___ Extracted information

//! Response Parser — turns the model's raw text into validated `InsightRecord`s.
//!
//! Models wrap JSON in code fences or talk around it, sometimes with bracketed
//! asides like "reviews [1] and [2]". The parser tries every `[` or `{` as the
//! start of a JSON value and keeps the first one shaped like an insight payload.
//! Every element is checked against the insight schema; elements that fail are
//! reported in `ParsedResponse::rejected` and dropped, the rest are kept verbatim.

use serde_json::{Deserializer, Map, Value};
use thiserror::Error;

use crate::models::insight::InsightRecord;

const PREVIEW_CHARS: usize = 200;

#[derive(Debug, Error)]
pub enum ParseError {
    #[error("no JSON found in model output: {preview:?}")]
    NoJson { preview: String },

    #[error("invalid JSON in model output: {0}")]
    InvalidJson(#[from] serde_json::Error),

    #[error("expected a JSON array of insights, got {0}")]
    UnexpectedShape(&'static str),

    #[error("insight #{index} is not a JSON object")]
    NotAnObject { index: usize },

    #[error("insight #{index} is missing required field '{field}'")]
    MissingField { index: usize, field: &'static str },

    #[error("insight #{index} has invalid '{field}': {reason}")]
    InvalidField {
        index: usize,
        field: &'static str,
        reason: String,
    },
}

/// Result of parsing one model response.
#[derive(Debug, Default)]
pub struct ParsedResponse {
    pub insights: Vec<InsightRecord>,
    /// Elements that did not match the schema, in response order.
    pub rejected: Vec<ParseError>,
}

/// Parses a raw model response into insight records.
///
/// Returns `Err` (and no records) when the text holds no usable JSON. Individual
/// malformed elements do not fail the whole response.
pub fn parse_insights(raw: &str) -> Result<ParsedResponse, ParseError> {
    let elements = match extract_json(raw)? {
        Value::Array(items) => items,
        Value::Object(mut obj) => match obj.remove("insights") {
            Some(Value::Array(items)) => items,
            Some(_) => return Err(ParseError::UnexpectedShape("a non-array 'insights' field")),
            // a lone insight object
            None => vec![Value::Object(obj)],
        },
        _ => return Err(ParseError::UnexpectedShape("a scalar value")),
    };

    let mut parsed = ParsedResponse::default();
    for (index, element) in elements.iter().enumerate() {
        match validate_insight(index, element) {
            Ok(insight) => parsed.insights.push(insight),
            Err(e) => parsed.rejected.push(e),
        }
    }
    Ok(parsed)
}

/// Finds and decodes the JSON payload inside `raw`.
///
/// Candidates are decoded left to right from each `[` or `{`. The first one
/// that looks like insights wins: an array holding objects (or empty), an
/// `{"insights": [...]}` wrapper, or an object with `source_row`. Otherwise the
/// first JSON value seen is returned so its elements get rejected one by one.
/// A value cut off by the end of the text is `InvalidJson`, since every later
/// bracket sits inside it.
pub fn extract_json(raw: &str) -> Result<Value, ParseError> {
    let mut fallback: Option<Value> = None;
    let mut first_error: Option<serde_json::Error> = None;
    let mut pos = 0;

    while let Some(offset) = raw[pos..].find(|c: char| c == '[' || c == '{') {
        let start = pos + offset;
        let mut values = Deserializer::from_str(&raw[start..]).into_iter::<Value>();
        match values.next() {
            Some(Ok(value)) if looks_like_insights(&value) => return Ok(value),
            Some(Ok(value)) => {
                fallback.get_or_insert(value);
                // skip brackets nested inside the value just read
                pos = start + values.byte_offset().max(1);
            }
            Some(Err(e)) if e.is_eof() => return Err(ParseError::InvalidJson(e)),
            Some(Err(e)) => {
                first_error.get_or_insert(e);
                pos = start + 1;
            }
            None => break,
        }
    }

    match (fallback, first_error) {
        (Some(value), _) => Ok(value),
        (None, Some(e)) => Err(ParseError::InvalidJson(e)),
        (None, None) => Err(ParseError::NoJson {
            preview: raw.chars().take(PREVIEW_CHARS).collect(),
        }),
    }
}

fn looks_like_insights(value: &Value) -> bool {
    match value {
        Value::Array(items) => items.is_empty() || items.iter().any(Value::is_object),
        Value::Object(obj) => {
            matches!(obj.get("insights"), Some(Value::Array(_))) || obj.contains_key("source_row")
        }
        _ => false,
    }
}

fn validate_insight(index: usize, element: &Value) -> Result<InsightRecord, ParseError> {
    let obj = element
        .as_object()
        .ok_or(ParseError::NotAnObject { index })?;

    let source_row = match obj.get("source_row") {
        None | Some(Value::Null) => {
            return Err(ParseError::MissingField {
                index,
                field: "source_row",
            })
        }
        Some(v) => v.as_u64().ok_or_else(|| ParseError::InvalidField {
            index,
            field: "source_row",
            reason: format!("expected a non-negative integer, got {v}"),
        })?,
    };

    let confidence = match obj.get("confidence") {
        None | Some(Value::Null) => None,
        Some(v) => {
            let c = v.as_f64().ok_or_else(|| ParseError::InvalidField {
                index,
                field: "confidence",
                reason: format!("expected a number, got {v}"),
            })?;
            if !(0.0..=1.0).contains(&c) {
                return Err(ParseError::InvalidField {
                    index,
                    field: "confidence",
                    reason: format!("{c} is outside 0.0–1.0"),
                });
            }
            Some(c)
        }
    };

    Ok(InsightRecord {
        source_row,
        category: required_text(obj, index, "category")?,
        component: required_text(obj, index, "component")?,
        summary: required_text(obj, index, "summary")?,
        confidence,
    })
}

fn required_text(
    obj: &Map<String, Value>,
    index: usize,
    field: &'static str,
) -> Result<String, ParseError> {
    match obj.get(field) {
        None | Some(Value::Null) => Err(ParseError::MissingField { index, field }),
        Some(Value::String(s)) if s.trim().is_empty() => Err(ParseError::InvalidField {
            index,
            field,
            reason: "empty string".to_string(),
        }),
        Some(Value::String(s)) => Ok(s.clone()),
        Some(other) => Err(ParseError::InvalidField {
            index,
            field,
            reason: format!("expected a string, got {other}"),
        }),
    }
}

______

- [Work instruction]
Every entry above should be transcribed exactly and in full.

- [Response]
//! Response Parser — turns the model's raw text into validated `InsightRecord`s.
//!
//! Models wrap JSON in code fences or talk around it, sometimes with bracketed
//! asides like "reviews [1] and [2]". The parser tries every `[` or `{` as the
//! start of a JSON value and keeps the first one shaped like an insight payload.
//! Every element is checked against the insight schema; elements that fail are
//! reported in `ParsedResponse::rejected` and dropped, the rest are kept verbatim.

use serde_json::{Deserializer, Map, Value};
use thiserror::Error;

use crate::models::insight::InsightRecord;

const PREVIEW_CHARS: usize = 200;

#[derive(Debug, Error)]
pub enum ParseError {
    #[error("no JSON found in model output: {preview:?}")]
    NoJson { preview: String },

    #[error("invalid JSON in model output: {0}")]
    InvalidJson(#[from] serde_json::Error),

    #[error("expected a JSON array of insights, got {0}")]
    UnexpectedShape(&'static str),

    #[error("insight #{index} is not a JSON object")]
    NotAnObject { index: usize },

    #[error("insight #{index} is missing required field '{field}'")]
    MissingField { index: usize, field: &'static str },

    #[error("insight #{index} has invalid '{field}': {reason}")]
    InvalidField {
        index: usize,
        field: &'static str,
        reason: String,
    },
}

/// Result of parsing one model response.
#[derive(Debug, Default)]
pub struct ParsedResponse {
    pub insights: Vec<InsightRecord>,
    /// Elements that did not match the schema, in response order.
    pub rejected: Vec<ParseError>,
}

/// Parses a raw model response into insight records.
///
/// Returns `Err` (and no records) when the text holds no usable JSON. Individual
/// malformed elements do not fail the whole response.
pub fn parse_insights(raw: &str) -> Result<ParsedResponse, ParseError> {
    let elements = match extract_json(raw)? {
        Value::Array(items) => items,
        Value::Object(mut obj) => match obj.remove("insights") {
            Some(Value::Array(items)) => items,
            Some(_) => return Err(ParseError::UnexpectedShape("a non-array 'insights' field")),
            // a lone insight object
            None => vec![Value::Object(obj)],
        },
        _ => return Err(ParseError::UnexpectedShape("a scalar value")),
    };

    let mut parsed = ParsedResponse::default();
    for (index, element) in elements.iter().enumerate() {
        match validate_insight(index, element) {
            Ok(insight) => parsed.insights.push(insight),
            Err(e) => parsed.rejected.push(e),
        }
    }
    Ok(parsed)
}

/// Finds and decodes the JSON payload inside `raw`.
///
/// Candidates are decoded left to right from each `[` or `{`. The first one
/// that looks like insights wins: an array holding objects (or empty), an
/// `{"insights": [...]}` wrapper, or an object with `source_row`. Otherwise the
/// first JSON value seen is returned so its elements get rejected one by one.
/// A value cut off by the end of the text is `InvalidJson`, since every later
/// bracket sits inside it.
pub fn extract_json(raw: &str) -> Result<Value, ParseError> {
    let mut fallback: Option<Value> = None;
    let mut first_error: Option<serde_json::Error> = None;
    let mut pos = 0;

    while let Some(offset) = raw[pos..].find(|c: char| c == '[' || c == '{') {
        let start = pos + offset;
        let mut values = Deserializer::from_str(&raw[start..]).into_iter::<Value>();
        match values.next() {
            Some(Ok(value)) if looks_like_insights(&value) => return Ok(value),
            Some(Ok(value)) => {
                fallback.get_or_insert(value);
                // skip brackets nested inside the value just read
                pos = start + values.byte_offset().max(1);
            }
            Some(Err(e)) if e.is_eof() => return Err(ParseError::InvalidJson(e)),
            Some(Err(e)) => {
                first_error.get_or_insert(e);
                pos = start + 1;
            }
            None => break,
        }
    }

    match (fallback, first_error) {
        (Some(value), _) => Ok(value),
        (None, Some(e)) => Err(ParseError::InvalidJson(e)),
        (None, None) => Err(ParseError::NoJson {
            preview: raw.chars().take(PREVIEW_CHARS).collect(),
        }),
    }
}

fn looks_like_insights(value: &Value) -> bool {
    match value {
        Value::Array(items) => items.is_empty() || items.iter().any(Value::is_object),
        Value::Object(obj) => {
            matches!(obj.get("insights"), Some(Value::Array(_))) || obj.contains_key("source_row")
        }
        _ => false,
    }
}

fn validate_insight(index: usize, element: &Value) -> Result<InsightRecord, ParseError> {
    let obj = element
        .as_object()
        .ok_or(ParseError::NotAnObject { index })?;

    let source_row = match obj.get("source_row") {
        None | Some(Value::Null) => {
            return Err(ParseError::MissingField {
                index,
                field: "source_row",
            })
        }
        Some(v) => v.as_u64().ok_or_else(|| ParseError::InvalidField {
            index,
            field: "source_row",
            reason: format!("expected a non-negative integer, got {v}"),
        })?,
    };

    let confidence = match obj.get("confidence") {
        None | Some(Value::Null) => None,
        Some(v) => {
            let c = v.as_f64().ok_or_else(|| ParseError::InvalidField {
                index,
                field: "confidence",
                reason: format!("expected a number, got {v}"),
            })?;
            if !(0.0..=1.0).contains(&c) {
                return Err(ParseError::InvalidField {
                    index,
                    field: "confidence",
                    reason: format!("{c} is outside 0.0–1.0"),
                });
            }
            Some(c)
        }
    };

    Ok(InsightRecord {
        source_row,
        category: required_text(obj, index, "category")?,
        component: required_text(obj, index, "component")?,
        summary: required_text(obj, index, "summary")?,
        confidence,
    })
}

fn required_text(
    obj: &Map<String, Value>,
    index: usize,
    field: &'static str,
) -> Result<String, ParseError> {
    match obj.get(field) {
        None | Some(Value::Null) => Err(ParseError::MissingField { index, field }),
        Some(Value::String(s)) if s.trim().is_empty() => Err(ParseError::InvalidField {
            index,
            field,
            reason: "empty string".to_string(),
        }),
        Some(Value::String(s)) => Ok(s.clone()),
        Some(other) => Err(ParseError::InvalidField {
            index,
            field,
            reason: format!("expected a string, got {other}"),
        }),
    }
}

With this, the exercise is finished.